The Study of Beauty

One of my favourite places growing up was the Manchester Art Gallery. In there you’ll find a quote plastered on the wall in large print by the man who started it, Thomas Horsfall, saying:

 

“If we have a strong love of beauty, the most beautiful things we see become a part of ourselves.”

 

The quote comes from a paper called The Study of Beauty, where Horsfall talks about his ideas on the moral and educational role of art in society. The essence of his argument was this; seeing, experiencing and valuing beautiful things on the outside can make us more beautiful on the inside.

 

We live in a world where the ugly is easy to find and sometimes hard to tear your eyes away from. Sometimes we may not even want to, such is the state of our hearts. Proverbs 12:27 says:

 

“Whoever seeks good finds favour,

But evil comes to one who searches for it.”

 

Once, when I was coming out of a valley in my life, I decided to make a list of things that might bring me some enjoyment, a list of things to do that might lift my countenance. I thought about the time I visited Fyvie Castle. We were in the big hall where there’s a grand piano in front of big majestic window and a stranger sat down and started to play.
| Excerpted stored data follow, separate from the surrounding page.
//! Microsoft Graph 网盘（SharePoint / OneDrive）作为源树

use super::{ByteStream, NodeKind, SourceNode, SourceTime, SourceTree, StorageError};
use anyhow::{Context, Result};
use async_trait::async_trait;
use futures::TryStreamExt;
use reqwest::header::{HeaderMap, HeaderValue, AUTHORIZATION};
use reqwest::Client;
use serde::de::DeserializeOwned;
use serde::Deserialize;
use std::time::Duration;

/// 建立连接超时（秒）
const CONNECT_TIMEOUT_SECS: u64 = 30;
/// 两次读取之间的最长间隔（秒），下载大文件不受总时长限制
const READ_TIMEOUT_SECS: u64 = 30;
/// JSON 请求的总超时（秒）
const REQUEST_TIMEOUT_SECS: u64 = 30;

#[derive(Debug, Deserialize)]
struct IdOnly {
    id: String,
}

#[derive(Debug, Default, Deserialize)]
#[serde(rename_all = "camelCase")]
struct FolderFacet {
    child_count: Option<u64>,
}

#[derive(Debug, Deserialize)]
#[serde(rename_all = "camelCase")]
struct DriveItem {
    id: String,
    name: Option<String>,
    file: Option<serde_json::Value>,
    folder: Option<FolderFacet>,
    last_modified_date_time: Option<String>,
}

#[derive(Debug, Deserialize)]
struct ItemPage {
    value: Vec<DriveItem>,
    #[serde(rename = "@odata.nextLink")]
    next_link: Option<String>,
}

impl DriveItem {
    /// 既不是文件也不是文件夹的条目（如 OneNote 包）返回 None
    fn into_node(self) -> Option<SourceNode> {
        let kind = if self.file.is_some() {
            NodeKind::File
        } else if self.folder.is_some() {
            NodeKind::Folder
        } else {
            return None;
        };
        Some(SourceNode {
            name: self.name.unwrap_or_else(|| "(No Name)".to_string()),
            child_count: self.folder.map(|f| f.child_count.unwrap_or(0)),
            last_modified: self.last_modified_date_time.as_deref().map(SourceTime::parse),
            id: self.id,
            kind,
        })
    }
}

pub struct GraphDriveTree {
    client: Client,
    base_url: String,
    drive_id: String,
    folder_path: String,
    name: String,
}

impl GraphDriveTree {
    /// 通过站点 URL 定位默认文档库
    pub async fn connect(
        base_url: &str,
        site_url: &str,
        folder_path: &str,
        access_token: &str,
    ) -> Result<Self> {
        let client = build_client(
            access_token,
            Duration::from_secs(CONNECT_TIMEOUT_SECS),
            Duration::from_secs(READ_TIMEOUT_SECS),
        )?;
        Self::connect_with(client, base_url, site_url, folder_path).await
    }

    async fn connect_with(
        client: Client,
        base_url: &str,
        site_url: &str,
        folder_path: &str,
    ) -> Result<Self> {
        let base_url = base_url.trim_end_matches('/').to_string();
        let (host, site_path) = split_site_url(site_url)?;

        let site: IdOnly = get_json(&client, &format!("{}/sites/{}:/{}", base_url, host, site_path))
            .await
            .with_context(|| format!("访问站点失败: {}", site_url))?;
        let drive: IdOnly = get_json(&client, &format!("{}/sites/{}/drive", base_url, site.id))
            .await
            .with_context(|| format!("获取站点文档库失败: {}", site_url))?;

        tracing::info!("已连接 Graph 文档库: site={}, drive={}", site.id, drive.id);

        Ok(Self {
            client,
            base_url,
            name: format!("graph:{}", site_url.trim_end_matches('/')),
            drive_id: drive.id,
            folder_path: folder_path.trim_matches('/').to_string(),
        })
    }

    fn item_url(&self, item_id: &str) -> String {
        format!("{}/drives/{}/items/{}", self.base_url, self.drive_id, item_id)
    }
}

fn build_client(access_token: &str, connect_timeout: Duration, read_timeout: Duration) -> Result<Client> {
    let mut headers = HeaderMap::new();
    let mut auth = HeaderValue::from_str(&format!("Bearer {}", access_token))
        .context("访问令牌包含非法字符")?;
    auth.set_sensitive(true);
    headers.insert(AUTHORIZATION, auth);

    Ok(Client::builder()
        .default_headers(headers)
        .connect_timeout(connect_timeout)
        .read_timeout(read_timeout)
        .build()?)
}

/// 拆分站点 URL 为 (主机名, 站点路径)
fn split_site_url(site_url: &str) -> Result<(String, String)> {
    let without_scheme = site_url
        .strip_prefix("https://")
        .or_else(|| site_url.strip_prefix("http://"))
        .unwrap_or(site_url);
    let (host, path) = without_scheme
        .split_once('/')
        .unwrap_or((without_scheme, ""));
    if host.is_empty() {
        anyhow::bail!("无效的站点 URL: {}", site_url);
    }
    Ok((host.to_string(), path.trim_matches('/').to_string()))
}

/// 对路径逐段编码，保留分隔符
fn encode_path(path: &str) -> String {
    path.split('/')
        .map(|seg| urlencoding::encode(seg).into_owned())
        .collect::<Vec<_>>()
        .join("/")
}

async fn get_json<T: DeserializeOwned>(client: &Client, url: &str) -> Result<T, StorageError> {
    let resp = client
        .get(url)
        .timeout(Duration::from_secs(REQUEST_TIMEOUT_SECS))
        .send()
        .await?;
    let status = resp.status();
    if !status.is_success() {
        let body = resp.text().await.unwrap_or_default();
        return Err(StorageError::from_status(
            status,
            format!("GET {} -> {}: {}", url, status, body),
        ));
    }
    Ok(resp.json::<T>().await?)
}

#[async_trait]
impl SourceTree for GraphDriveTree {
    async fn root(&self) -> Result<SourceNode, StorageError> {
        let url = if self.folder_path.is_empty() {
            format!("{}/drives/{}/root", self.base_url, self.drive_id)
        } else {
            format!(
                "{}/drives/{}/root:/{}",
                self.base_url,
                self.drive_id,
                encode_path(&self.folder_path)
            )
        };
        let item: DriveItem = get_json(&self.client, &url).await?;
        match item.into_node() {
            Some(node) if node.is_folder() => Ok(node),
            _ => Err(StorageError::NotFound(format!("{} 不是文件夹", self.folder_path))),
        }
    }

    async fn children(&self, node: &SourceNode) -> Result<Vec<SourceNode>, StorageError> {
        let mut next = Some(format!("{}/children", self.item_url(&node.id)));
        let mut children = Vec::new();

        while let Some(url) = next.take() {
            let page: ItemPage = get_json(&self.client, &url).await?;
            for item in page.value {
                let label = item.name.clone().unwrap_or_default();
                match item.into_node() {
                    Some(child) => children.push(child),
                    None => tracing::info!("条目既不是文件也不是文件夹，跳过: {}", label),
                }
            }
            next = page.next_link;
        }

        Ok(children)
    }

    async fn open_read(&self, node: &SourceNode) -> Result<ByteStream, StorageError> {
        // /content 会重定向到预签名下载地址，跨域重定向时 reqwest 不会携带令牌
        let url = format!("{}/content", self.item_url(&node.id));
        let resp = self.client.get(&url).send().await?;
        let status = resp.status();
        if !status.is_success() {
            return Err(StorageError::from_status(
                status,
                format!("下载 {} 失败: {}", node.name, status),
            ));
        }
        Ok(Box::pin(resp.bytes_stream().map_err(StorageError::from)))
    }

    fn name(&self) -> &str {
        &self.name
    }
}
I have absolutely no idea what the song was called. But as he played the notes I stopped in my tracks and couldn’t move an inch whilst the music washed over me. For a moment, I was captivated by something for the purest reason: because it was beautiful, and I could not help but stop and absorb that beauty until the moment had passed.

 

God makes beautiful things, and because we are made in His likeness, we need beauty in our lives. It is a very part of us and without it our lives can become a canvas full of grey scenes; a lost sailor in a coracle drifting between islands, surrounded by lonely rocks who give nothing and receive nothing. God brings light and beauty to the landscapes of our lives and we should pursue and chase such things without ever giving up.